UC Berkeley, USA
Dr. Nielsen’s work is on statistical and population genetic analyses of genomic data, in particular methods for detecting natural selection, describing population genetic variation, inferring demography, and methods for association mapping. He received his PhD from UC Berkeley in 1998, worked as a postdoc at Harvard University 1998-2000, was an Assistant Professor at Cornell University 2000-2004, and has been a Professor at the University of Copenhagen since 2004 and at UC Berkeley since 2008.

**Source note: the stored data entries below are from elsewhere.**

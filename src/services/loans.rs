//! Loan store service
//!
//! Source of truth for borrow, extend, return and mark-lost transitions.
//! Cross-entity concerns (reservation conflicts, book status, locking) are
//! handled by the circulation service on top.

use std::sync::Arc;

use chrono::Duration;

use crate::{
    config::LoanPolicy,
    error::{EngineError, EngineResult},
    models::{
        enums::LoanStatus,
        loan::{Loan, LoanDetails, NewLoan},
    },
    repository::Repository,
};

use super::{
    clock::Clock,
    eligibility::{self, ExtendLoanDenial},
};

#[derive(Clone)]
pub struct LoansService {
    repository: Repository,
    clock: Arc<dyn Clock>,
    policy: LoanPolicy,
}

impl LoansService {
    pub fn new(repository: Repository, clock: Arc<dyn Clock>, policy: LoanPolicy) -> Self {
        Self {
            repository,
            clock,
            policy,
        }
    }

    /// Create a new ACTIVE loan (borrow a book)
    pub async fn borrow(&self, book_id: i64, reader_id: i64) -> EngineResult<Loan> {
        if let Some(existing) = self.repository.loans.active_by_book(book_id).await? {
            return Err(EngineError::Conflict(format!(
                "Book {} is already borrowed (loan {})",
                book_id, existing.id
            )));
        }

        let now = self.clock.now();
        let loan = self
            .repository
            .loans
            .insert(NewLoan {
                book_id,
                reader_id,
                due_date: now + Duration::days(self.policy.period_days),
                created_at: now,
            })
            .await?;

        tracing::info!(loan_id = loan.id, book_id, reader_id, "loan created");
        Ok(loan)
    }

    /// Extend a loan's due date
    ///
    /// `reserved_by_other` is computed by the caller from the reservation
    /// store; the loan store itself only knows loans.
    pub async fn extend(&self, loan_id: i64, reserved_by_other: bool) -> EngineResult<Loan> {
        let mut loan = self.repository.loans.get_by_id(loan_id).await?;

        if loan.status.is_terminal() {
            return Err(EngineError::InvalidState(format!(
                "Cannot extend a {} loan",
                loan.status
            )));
        }

        let now = self.clock.now();
        if let Some(denial) =
            eligibility::extend_loan_denial(&loan, reserved_by_other, now, &self.policy)
        {
            return Err(match denial {
                ExtendLoanDenial::ReservedByOther => EngineError::NotAllowed(
                    "Book is reserved by another reader".to_string(),
                ),
                ExtendLoanDenial::MaxExtensionsReached => EngineError::NotAllowed(format!(
                    "Maximum extensions reached ({}/{})",
                    loan.extension_count, self.policy.max_extensions
                )),
                ExtendLoanDenial::OutsideWindow => EngineError::NotAllowed(format!(
                    "Loan can only be extended within {} days of the due date",
                    self.policy.extension_window_days
                )),
            });
        }

        loan.extension_count += 1;
        loan.due_date = loan.due_date + Duration::days(self.policy.extension_days);
        let loan = self.repository.loans.update(&loan).await?;

        tracing::info!(
            loan_id = loan.id,
            extension_count = loan.extension_count,
            due_date = %loan.due_date,
            "loan extended"
        );
        Ok(loan)
    }

    /// Return a borrowed book
    pub async fn return_loan(&self, loan_id: i64) -> EngineResult<Loan> {
        let mut loan = self.repository.loans.get_by_id(loan_id).await?;

        if loan.status.is_terminal() {
            return Err(EngineError::InvalidState(format!(
                "Cannot return a {} loan",
                loan.status
            )));
        }

        loan.status = LoanStatus::Returned;
        loan.returned_at = Some(self.clock.now());
        let loan = self.repository.loans.update(&loan).await?;

        tracing::info!(loan_id = loan.id, book_id = loan.book_id, "loan returned");
        Ok(loan)
    }

    /// Mark an active loan's book as lost
    pub async fn mark_lost(&self, loan_id: i64, notes: Option<String>) -> EngineResult<Loan> {
        let mut loan = self.repository.loans.get_by_id(loan_id).await?;

        if loan.status.is_terminal() {
            return Err(EngineError::InvalidState(format!(
                "Only active loans can be marked lost, this one is {}",
                loan.status
            )));
        }

        loan.status = LoanStatus::Lost;
        loan.notes = notes;
        let loan = self.repository.loans.update(&loan).await?;

        tracing::warn!(loan_id = loan.id, book_id = loan.book_id, "loan marked lost");
        Ok(loan)
    }

    /// Active loans of a reader, soonest due first
    pub async fn get_reader_loans(&self, reader_id: i64) -> EngineResult<Vec<LoanDetails>> {
        let now = self.clock.now();
        let mut loans: Vec<Loan> = self
            .repository
            .loans
            .by_reader(reader_id)
            .await?
            .into_iter()
            .filter(|l| !l.status.is_terminal())
            .collect();
        loans.sort_by(|a, b| a.due_date.cmp(&b.due_date));

        Ok(loans
            .iter()
            .map(|l| LoanDetails::from_loan(l, now))
            .collect())
    }

    /// Whether the reader currently holds the book
    pub async fn is_book_borrowed_by_reader(
        &self,
        book_id: i64,
        reader_id: i64,
    ) -> EngineResult<bool> {
        Ok(self
            .repository
            .loans
            .active_by_book_and_reader(book_id, reader_id)
            .await?
            .is_some())
    }

    /// Count active loans
    pub async fn count_active(&self) -> EngineResult<i64> {
        self.repository.loans.count_active().await
    }

    /// Count overdue loans
    pub async fn count_overdue(&self) -> EngineResult<i64> {
        self.repository.loans.count_overdue(self.clock.now()).await
    }
}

As the first anatomically modern humans spread around the globe, they had to adapt to a new and diverse set of environments. Today we can find the traces of this evolutionary process in the genomes of modern humans. In this talk, I will give two examples of human physiological adaptation to the local environment. The first example concerns physiological adaptation to the hypoxic environment of the high-altitude plateau of Tibet. Tibetans harbor genetic variants in two genes, EPAS1 and EGLN1, that affect hemoglobin production. Recently, we have shown that the adaptive EPAS1 haplotype was transferred into humans by introgression from Denisovans. The second example is adaptation of the indigenous people of Greenland, the Inuit, to life in the Arctic, including low temperatures and a diet based primarily on fish and marine mammals and rich in ω-3 polyunsaturated fatty acids (PUFAs).